O contacto com o parasita sucede através da picada do mosquito Phlebotomus. As endemias estão diretamente relacionadas com a vida do mosquito. Estes mosquitos não se movimentam partindo apenas do seu núcleo central, dando lugar a surtos hiperendémicos dentro das zonas de endemia. É de realçar o facto de que o mosquito é o transmissor da doença, mas é o cão que atua como hospedeiro da Leishmania.

Os animais mais afetados são os cães que vivem no exterior, ao ar livre. O mosquito Phlebotomus alimenta-se ao anoitecer e ao amanhecer e é durante este período que transmite o parasita aos cães.

O período de incubação da leishmaniose canina é longo, desde meses até anos.

No caso de o animal desenvolver a doença é muito importante realizar um tratamento adequado.

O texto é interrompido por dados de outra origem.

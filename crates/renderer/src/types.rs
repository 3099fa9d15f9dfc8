use std::path::PathBuf;

use crate::source::{ShaderSource, DEFAULT_SHADER_FILE};

/// Default window width in physical pixels.
pub const DEFAULT_WINDOW_WIDTH: u32 = 800;
/// Default window height in physical pixels.
pub const DEFAULT_WINDOW_HEIGHT: u32 = 600;
/// Title shown in the window chrome when none is configured.
pub const DEFAULT_WINDOW_TITLE: &str = "Happy Birthday Sam!";

/// Immutable configuration passed to the renderer at start-up.
///
/// `RendererConfig` mirrors the CLI flags: which fragment shader to render,
/// how large the window opens, and whether presentation starts synchronized
/// to the display.
#[derive(Clone)]
pub struct RendererConfig {
    /// Initial window size in physical pixels; also the geometry the reset
    /// key restores.
    pub window_size: (u32, u32),
    /// Title shown in the window chrome and the FPS overlay.
    pub window_title: String,
    /// Fragment shader to render.
    pub shader: ShaderSource,
    /// Whether presentation starts with vsync enabled.
    pub vsync: bool,
}

impl Default for RendererConfig {
    fn default() -> Self {
        Self {
            window_size: (DEFAULT_WINDOW_WIDTH, DEFAULT_WINDOW_HEIGHT),
            window_title: DEFAULT_WINDOW_TITLE.to_string(),
            shader: ShaderSource::File(PathBuf::from(DEFAULT_SHADER_FILE)),
            vsync: true,
        }
    }
}
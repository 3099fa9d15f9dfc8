use anyhow::{anyhow, Result};
use renderer::{
    Renderer, RendererConfig, ShaderSource, DEFAULT_WINDOW_HEIGHT, DEFAULT_WINDOW_WIDTH,
};
use tracing_subscriber::EnvFilter;

use crate::cli::{parse_window_size, Cli};

pub fn initialise_tracing() {
    let filter = EnvFilter::try_from_default_env().unwrap_or_else(|_| EnvFilter::new("info"));
    tracing_subscriber::fmt()
        .with_env_filter(filter)
        .with_target(false)
        .init();
}

pub fn run(cli: Cli) -> Result<()> {
    let window_size = cli
        .size
        .as_deref()
        .map(|value| {
            parse_window_size(value).map_err(|err| anyhow!("invalid --size '{value}': {err}"))
        })
        .transpose()?
        .unwrap_or((DEFAULT_WINDOW_WIDTH, DEFAULT_WINDOW_HEIGHT));

    let config = RendererConfig {
        window_size,
        window_title: cli.title.clone(),
        shader: ShaderSource::File(cli.shader.clone()),
        vsync: !cli.no_vsync,
    };

    tracing::debug!(
        shader = %cli.shader.display(),
        width = window_size.0,
        height = window_size.1,
        vsync = !cli.no_vsync,
        "starting greeting renderer"
    );

    print_key_help(&cli.title);

    let mut renderer = Renderer::new(config);
    renderer.run()
}

/// Prints the keyboard controls to stdout before the window opens.
fn print_key_help(title: &str) {
    println!();
    println!("{title}");
    println!("---------------------------------------");
    println!("Press: ( Q )     to quit");
    println!("       ( Space ) to replay the animation");
    println!("       ( F )     to toggle full window size");
    println!("       ( S )     to show/hide frames per second");
    println!("       ( V )     to toggle vsync on/off");
    println!("       ( R )     to reset everything back to default settings");
}
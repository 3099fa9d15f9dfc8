use anyhow::Result;
use raw_window_handle::{HasDisplayHandle, HasWindowHandle};
use wgpu::util::DeviceExt;
use winit::dpi::PhysicalSize;

use crate::anim::FrameSample;

use super::context::GpuContext;
use super::pipeline::ShaderPipeline;
use super::uniforms::SceneUniforms;

/// Owns the GPU resources for the window and submits one draw per frame.
pub(crate) struct GpuState {
    context: GpuContext,
    pipeline: ShaderPipeline,
    uniform_buffer: wgpu::Buffer,
    uniform_bind_group: wgpu::BindGroup,
    uniforms: SceneUniforms,
}

impl GpuState {
    pub(crate) fn new<T>(
        target: &T,
        size: PhysicalSize<u32>,
        fragment_source: &str,
        vsync: bool,
    ) -> Result<Self>
    where
        T: HasDisplayHandle + HasWindowHandle,
    {
        let context = GpuContext::new(target, size, vsync)?;
        let pipeline = ShaderPipeline::new(&context.device, context.surface_format, fragment_source)?;

        let uniforms = SceneUniforms::new(context.size.width, context.size.height);
        let uniform_buffer = context
            .device
            .create_buffer_init(&wgpu::util::BufferInitDescriptor {
                label: Some("scene uniforms"),
                contents: bytemuck::bytes_of(&uniforms),
                usage: wgpu::BufferUsages::UNIFORM | wgpu::BufferUsages::COPY_DST,
            });
        let uniform_bind_group = context.device.create_bind_group(&wgpu::BindGroupDescriptor {
            label: Some("scene uniform bind group"),
            layout: &pipeline.uniform_layout,
            entries: &[wgpu::BindGroupEntry {
                binding: 0,
                resource: uniform_buffer.as_entire_binding(),
            }],
        });

        Ok(Self {
            context,
            pipeline,
            uniform_buffer,
            uniform_bind_group,
            uniforms,
        })
    }

    pub(crate) fn size(&self) -> PhysicalSize<u32> {
        self.context.size
    }

    /// Resizes the swapchain and the resolution uniform so the quad keeps
    /// filling the window.
    pub(crate) fn resize(&mut self, new_size: PhysicalSize<u32>) {
        if new_size.width == 0 || new_size.height == 0 {
            return;
        }
        self.context.resize(new_size);
        self.uniforms
            .set_resolution(new_size.width as f32, new_size.height as f32);
    }

    pub(crate) fn set_vsync(&mut self, enabled: bool) {
        self.context.set_vsync(enabled);
    }

    /// Uploads the frame uniforms, clears, draws the quad, and presents.
    pub(crate) fn render(&mut self, sample: FrameSample) -> Result<(), wgpu::SurfaceError> {
        let frame = self.context.surface.get_current_texture()?;

        self.uniforms.set_frame(&sample);
        self.context
            .queue
            .write_buffer(&self.uniform_buffer, 0, bytemuck::bytes_of(&self.uniforms));

        let view = frame
            .texture
            .create_view(&wgpu::TextureViewDescriptor::default());
        let mut encoder =
            self.context
                .device
                .create_command_encoder(&wgpu::CommandEncoderDescriptor {
                    label: Some("render encoder"),
                });
        {
            let mut render_pass = encoder.begin_render_pass(&wgpu::RenderPassDescriptor {
                label: Some("render pass"),
                color_attachments: &[Some(wgpu::RenderPassColorAttachment {
                    view: &view,
                    depth_slice: None,
                    resolve_target: None,
                    ops: wgpu::Operations {
                        load: wgpu::LoadOp::Clear(wgpu::Color::BLACK),
                        store: wgpu::StoreOp::Store,
                    },
                })],
                depth_stencil_attachment: None,
                occlusion_query_set: None,
                timestamp_writes: None,
            });
            render_pass.set_pipeline(&self.pipeline.pipeline);
            render_pass.set_bind_group(0, &self.uniform_bind_group, &[]);
            render_pass.draw(0..4, 0..1);
        }

        self.context.queue.submit(std::iter::once(encoder.finish()));
        frame.present();
        Ok(())
    }
}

O tratamento habitual da leishmaniose nos cães consiste em:

  • Antimoniato de meglumina 80 mg/kg/dia durante 45 dias
  • Alopurinol 10 mg/kg/12 horas durante 90 dias

Para além do tratamento farmacológico, uma dieta adaptada ao problema clínico do animal pode contribuir para melhorar a evolução.

Apesar de a leishmaniose nos cães ser uma doença crónica e sem cura, todas estas intervenções permitem que os cães possam viver bem durante muitos anos.

Para concluir, podemos afirmar que a leishmaniose nos cães é uma doença que se pode controlar se for realizado um tratamento e acompanhamento adequados. O pior prognóstico acontece nos cães que desenvolvem insuficiência renal desde o início. Para além do tratamento da Leishmania no decorrer da evolução da doença, é necessário considerar a possibilidade de outras doenças parasitárias, como a babesiose ou a erliquiose.